**What to produce**:
Copy out every line of the data that follows, exactly.

**Provided records**:

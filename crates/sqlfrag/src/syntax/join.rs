//! Joining fragments and boolean composition.

use crate::fragment::{Fragment, FragmentBuilder};
use std::sync::OnceLock;

/// Whether `text` contains `and`/`or` as a whitespace-delimited word
/// (case-insensitive).
///
/// This is a textual check, not a parse: it also fires for `between ? and ?`
/// and for conditions that are already bracketed, which only costs an extra
/// pair of parentheses. `and_flag` (no surrounding whitespace) does not match.
pub fn has_and_or(text: &str) -> bool {
    static AND_OR_RE: OnceLock<regex::Regex> = OnceLock::new();
    AND_OR_RE
        .get_or_init(|| regex::Regex::new(r"(?i)\s(and|or)\s").expect("invalid built-in and/or regex"))
        .is_match(text)
}

/// `(inner)`; the empty fragment stays empty.
pub fn round_bracket(inner: Fragment) -> Fragment {
    if inner.is_empty() {
        return inner;
    }
    let mut b = FragmentBuilder::new();
    b.push("(").push_owned(inner).push(")");
    b.finish()
}

fn bracket_if_and_or(part: Fragment) -> Fragment {
    if has_and_or(part.text()) {
        round_bracket(part)
    } else {
        part
    }
}

fn join_parts(
    parts: impl IntoIterator<Item = Fragment>,
    delimiter: &Fragment,
    space_before_delimiter: bool,
) -> Fragment {
    let mut b = FragmentBuilder::new();
    let mut first = true;
    for part in parts.into_iter().filter(Fragment::non_empty) {
        if !first {
            if space_before_delimiter {
                b.push(" ");
            }
            b.push_fragment(delimiter).space();
        }
        b.push_owned(part);
        first = false;
    }
    b.finish()
}

/// Join non-empty `parts` with `delimiter`, one space on each side.
///
/// Empty parts are skipped, so optional pieces leave no dangling delimiter.
/// The delimiter's own parameters are repeated at every occurrence.
pub fn join(parts: impl IntoIterator<Item = Fragment>, delimiter: &Fragment) -> Fragment {
    join_parts(parts, delimiter, true)
}

/// Comma-separated list: `a, b, c`.
pub fn csv(parts: impl IntoIterator<Item = Fragment>) -> Fragment {
    join_parts(parts, &Fragment::keyword(","), false)
}

/// Join with `and`, bracketing parts that contain `and`/`or`.
pub fn join_with_and(parts: impl IntoIterator<Item = Fragment>) -> Fragment {
    join(parts.into_iter().map(bracket_if_and_or), &Fragment::keyword("and"))
}

/// Join with `or`, bracketing parts that contain `and`/`or`.
pub fn join_with_or(parts: impl IntoIterator<Item = Fragment>) -> Fragment {
    join(parts.into_iter().map(bracket_if_and_or), &Fragment::keyword("or"))
}

fn present(conditions: impl IntoIterator<Item = Option<Fragment>>) -> Option<Vec<Fragment>> {
    let present: Vec<Fragment> = conditions
        .into_iter()
        .flatten()
        .filter(Fragment::non_empty)
        .collect();
    (!present.is_empty()).then_some(present)
}

/// `and`-join the present, non-empty conditions; `None` if there are none.
pub fn to_and_condition_opt(
    conditions: impl IntoIterator<Item = Option<Fragment>>,
) -> Option<Fragment> {
    present(conditions).map(join_with_and)
}

/// `or`-join the present, non-empty conditions; `None` if there are none.
pub fn to_or_condition_opt(
    conditions: impl IntoIterator<Item = Option<Fragment>>,
) -> Option<Fragment> {
    present(conditions).map(join_with_or)
}

impl Fragment {
    /// Append the bare `and` keyword; the caller appends the right-hand side.
    pub fn and(self) -> Fragment {
        self.append(Fragment::keyword("and"))
    }

    /// Append the bare `or` keyword.
    pub fn or(self) -> Fragment {
        self.append(Fragment::keyword("or"))
    }

    /// `self and condition`, bracketing either side that contains `and`/`or`,
    /// so `a or b` followed by `and_with(c)` reads `(a or b) and c`.
    ///
    /// Both sides are conditions; use [`where_clause`](Self::where_clause) to
    /// attach the result to a statement. An empty side is dropped together
    /// with the keyword.
    pub fn and_with(self, condition: Fragment) -> Fragment {
        if condition.is_empty() {
            return self;
        }
        if self.is_empty() {
            return condition;
        }
        join_with_and([self, condition])
    }

    /// `self or condition`, bracketing either side that contains `and`/`or`.
    pub fn or_with(self, condition: Fragment) -> Fragment {
        if condition.is_empty() {
            return self;
        }
        if self.is_empty() {
            return condition;
        }
        join_with_or([self, condition])
    }

    /// [`and_with`](Self::and_with) when present, otherwise `self`.
    pub fn and_opt(self, condition: Option<Fragment>) -> Fragment {
        match condition {
            Some(c) => self.and_with(c),
            None => self,
        }
    }

    /// [`or_with`](Self::or_with) when present, otherwise `self`.
    pub fn or_opt(self, condition: Option<Fragment>) -> Fragment {
        match condition {
            Some(c) => self.or_with(c),
            None => self,
        }
    }
}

**Output of the exercise**:
filename crates/sqlfrag/src/syntax/join.rs
//! Joining fragments and boolean composition.

use crate::fragment::{Fragment, FragmentBuilder};
use std::sync::OnceLock;

/// Whether `text` contains `and`/`or` as a whitespace-delimited word
/// (case-insensitive).
///
/// This is a textual check, not a parse: it also fires for `between ? and ?`
/// and for conditions that are already bracketed, which only costs an extra
/// pair of parentheses. `and_flag` (no surrounding whitespace) does not match.
pub fn has_and_or(text: &str) -> bool {
    static AND_OR_RE: OnceLock<regex::Regex> = OnceLock::new();
    AND_OR_RE
        .get_or_init(|| regex::Regex::new(r"(?i)\s(and|or)\s").expect("invalid built-in and/or regex"))
        .is_match(text)
}

/// `(inner)`; the empty fragment stays empty.
pub fn round_bracket(inner: Fragment) -> Fragment {
    if inner.is_empty() {
        return inner;
    }
    let mut b = FragmentBuilder::new();
    b.push("(").push_owned(inner).push(")");
    b.finish()
}

fn bracket_if_and_or(part: Fragment) -> Fragment {
    if has_and_or(part.text()) {
        round_bracket(part)
    } else {
        part
    }
}

fn join_parts(
    parts: impl IntoIterator<Item = Fragment>,
    delimiter: &Fragment,
    space_before_delimiter: bool,
) -> Fragment {
    let mut b = FragmentBuilder::new();
    let mut first = true;
    for part in parts.into_iter().filter(Fragment::non_empty) {
        if !first {
            if space_before_delimiter {
                b.push(" ");
            }
            b.push_fragment(delimiter).space();
        }
        b.push_owned(part);
        first = false;
    }
    b.finish()
}

/// Join non-empty `parts` with `delimiter`, one space on each side.
///
/// Empty parts are skipped, so optional pieces leave no dangling delimiter.
/// The delimiter's own parameters are repeated at every occurrence.
pub fn join(parts: impl IntoIterator<Item = Fragment>, delimiter: &Fragment) -> Fragment {
    join_parts(parts, delimiter, true)
}

/// Comma-separated list: `a, b, c`.
pub fn csv(parts: impl IntoIterator<Item = Fragment>) -> Fragment {
    join_parts(parts, &Fragment::keyword(","), false)
}

/// Join with `and`, bracketing parts that contain `and`/`or`.
pub fn join_with_and(parts: impl IntoIterator<Item = Fragment>) -> Fragment {
    join(parts.into_iter().map(bracket_if_and_or), &Fragment::keyword("and"))
}

/// Join with `or`, bracketing parts that contain `and`/`or`.
pub fn join_with_or(parts: impl IntoIterator<Item = Fragment>) -> Fragment {
    join(parts.into_iter().map(bracket_if_and_or), &Fragment::keyword("or"))
}

fn present(conditions: impl IntoIterator<Item = Option<Fragment>>) -> Option<Vec<Fragment>> {
    let present: Vec<Fragment> = conditions
        .into_iter()
        .flatten()
        .filter(Fragment::non_empty)
        .collect();
    (!present.is_empty()).then_some(present)
}

/// `and`-join the present, non-empty conditions; `None` if there are none.
pub fn to_and_condition_opt(
    conditions: impl IntoIterator<Item = Option<Fragment>>,
) -> Option<Fragment> {
    present(conditions).map(join_with_and)
}

/// `or`-join the present, non-empty conditions; `None` if there are none.
pub fn to_or_condition_opt(
    conditions: impl IntoIterator<Item = Option<Fragment>>,
) -> Option<Fragment> {
    present(conditions).map(join_with_or)
}

impl Fragment {
    /// Append the bare `and` keyword; the caller appends the right-hand side.
    pub fn and(self) -> Fragment {
        self.append(Fragment::keyword("and"))
    }

    /// Append the bare `or` keyword.
    pub fn or(self) -> Fragment {
        self.append(Fragment::keyword("or"))
    }

    /// `self and condition`, bracketing either side that contains `and`/`or`,
    /// so `a or b` followed by `and_with(c)` reads `(a or b) and c`.
    ///
    /// Both sides are conditions; use [`where_clause`](Self::where_clause) to
    /// attach the result to a statement. An empty side is dropped together
    /// with the keyword.
    pub fn and_with(self, condition: Fragment) -> Fragment {
        if condition.is_empty() {
            return self;
        }
        if self.is_empty() {
            return condition;
        }
        join_with_and([self, condition])
    }

    /// `self or condition`, bracketing either side that contains `and`/`or`.
    pub fn or_with(self, condition: Fragment) -> Fragment {
        if condition.is_empty() {
            return self;
        }
        if self.is_empty() {
            return condition;
        }
        join_with_or([self, condition])
    }

    /// [`and_with`](Self::and_with) when present, otherwise `self`.
    pub fn and_opt(self, condition: Option<Fragment>) -> Fragment {
        match condition {
            Some(c) => self.and_with(c),
            None => self,
        }
    }

    /// [`or_with`](Self::or_with) when present, otherwise `self`.
    pub fn or_opt(self, condition: Option<Fragment>) -> Fragment {
        match condition {
            Some(c) => self.or_with(c),
            None => self,
        }
    }
}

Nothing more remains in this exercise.